EXERCISE DETAILS: Give again exactly the lines that stretch from the one with "use eyre::Result;" to the end of the data below, including both of those lines and nothing else.
DATA TO EXAMINE Block Start
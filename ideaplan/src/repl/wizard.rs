//! Terminal wizard - one page per step

use std::path::{Path, PathBuf};

use colored::Colorize;
use eyre::Result;
use rustyline::DefaultEditor;
use rustyline::error::ReadlineError;

use crate::brainstorm::BrainstormPhase;
use crate::domain::{ModelSelection, PlanType, Speaker};
use crate::history::{SavedPlan, write_markdown};
use crate::llm::{available_cloud_models, list_local_models};
use crate::planner::PlanPhase;
use crate::wizard::{WizardSession, WizardStep};

/// What the main loop does after a step returns
#[derive(Debug, Clone, Copy, PartialEq, Eq)]
enum Flow {
    /// Render whatever step the session is on now
    Stay,
    Quit,
}

/// A line of user input, or a navigation command already applied
enum Reply {
    Text(String),
    Nav(Flow),
}

/// Unwrap a text reply or leave the step function
macro_rules! text_or_return {
    ($reply:expr) => {
        match $reply {
            Reply::Text(text) => text,
            Reply::Nav(flow) => return Ok(flow),
        }
    };
}

/// Interactive wizard over a [`WizardSession`]
pub struct WizardRepl {
    session: WizardSession,
    rl: DefaultEditor,
}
DATA TO EXAMINE Block End
YOUR RESPONSE:
use eyre::Result;
use rustyline::DefaultEditor;
use rustyline::error::ReadlineError;

use crate::brainstorm::BrainstormPhase;
use crate::domain::{ModelSelection, PlanType, Speaker};
use crate::history::{SavedPlan, write_markdown};
use crate::llm::{available_cloud_models, list_local_models};
use crate::planner::PlanPhase;
use crate::wizard::{WizardSession, WizardStep};

/// What the main loop does after a step returns
#[derive(Debug, Clone, Copy, PartialEq, Eq)]
enum Flow {
    /// Render whatever step the session is on now
    Stay,
    Quit,
}

/// A line of user input, or a navigation command already applied
enum Reply {
    Text(String),
    Nav(Flow),
}

/// Unwrap a text reply or leave the step function
macro_rules! text_or_return {
    ($reply:expr) => {
        match $reply {
            Reply::Text(text) => text,
            Reply::Nav(flow) => return Ok(flow),
        }
    };
}

/// Interactive wizard over a [`WizardSession`]
pub struct WizardRepl {
    session: WizardSession,
    rl: DefaultEditor,
}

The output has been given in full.